**Task directions**
Find the word "token" in the data, then copy each line where it is found.
---- Data provided
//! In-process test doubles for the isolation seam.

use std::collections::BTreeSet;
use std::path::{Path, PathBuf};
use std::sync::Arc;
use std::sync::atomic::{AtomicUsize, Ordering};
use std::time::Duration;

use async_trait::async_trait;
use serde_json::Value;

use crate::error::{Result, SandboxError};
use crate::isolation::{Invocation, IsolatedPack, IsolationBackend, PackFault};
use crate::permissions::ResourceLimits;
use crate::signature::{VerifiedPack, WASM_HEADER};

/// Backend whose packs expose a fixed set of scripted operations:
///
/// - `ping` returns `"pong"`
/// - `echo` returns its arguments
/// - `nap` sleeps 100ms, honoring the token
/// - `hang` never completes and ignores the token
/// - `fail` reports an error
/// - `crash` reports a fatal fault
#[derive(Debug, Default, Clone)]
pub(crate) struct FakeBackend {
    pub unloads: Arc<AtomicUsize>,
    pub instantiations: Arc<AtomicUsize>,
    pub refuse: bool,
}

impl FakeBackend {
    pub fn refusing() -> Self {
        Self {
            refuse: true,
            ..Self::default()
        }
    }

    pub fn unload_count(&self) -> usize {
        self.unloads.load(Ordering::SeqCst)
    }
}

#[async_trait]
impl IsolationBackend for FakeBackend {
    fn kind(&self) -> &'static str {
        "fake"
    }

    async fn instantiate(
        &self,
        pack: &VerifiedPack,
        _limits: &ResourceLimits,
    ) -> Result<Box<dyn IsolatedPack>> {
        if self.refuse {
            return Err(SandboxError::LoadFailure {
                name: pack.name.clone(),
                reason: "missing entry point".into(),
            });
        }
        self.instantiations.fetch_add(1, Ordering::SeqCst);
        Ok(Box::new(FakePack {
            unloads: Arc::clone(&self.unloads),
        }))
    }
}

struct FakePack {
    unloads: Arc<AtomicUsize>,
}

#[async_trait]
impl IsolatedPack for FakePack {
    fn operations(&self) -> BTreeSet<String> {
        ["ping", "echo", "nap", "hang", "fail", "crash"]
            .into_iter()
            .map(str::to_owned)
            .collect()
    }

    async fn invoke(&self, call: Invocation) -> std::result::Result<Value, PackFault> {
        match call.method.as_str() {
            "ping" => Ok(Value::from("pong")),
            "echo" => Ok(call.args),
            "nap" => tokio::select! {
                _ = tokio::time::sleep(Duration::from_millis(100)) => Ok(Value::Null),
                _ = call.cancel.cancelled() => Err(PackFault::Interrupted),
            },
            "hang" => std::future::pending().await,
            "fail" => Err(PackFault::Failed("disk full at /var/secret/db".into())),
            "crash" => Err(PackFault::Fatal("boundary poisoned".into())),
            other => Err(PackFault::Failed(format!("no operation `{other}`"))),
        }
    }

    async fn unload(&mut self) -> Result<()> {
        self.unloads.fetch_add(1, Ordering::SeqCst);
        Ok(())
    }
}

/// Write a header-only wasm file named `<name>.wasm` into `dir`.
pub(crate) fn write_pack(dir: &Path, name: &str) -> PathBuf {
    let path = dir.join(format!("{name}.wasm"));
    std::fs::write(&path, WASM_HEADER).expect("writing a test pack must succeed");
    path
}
--------
**Answer box**
/// - `nap` sleeps 100ms, honoring the token
/// - `hang` never completes and ignores the token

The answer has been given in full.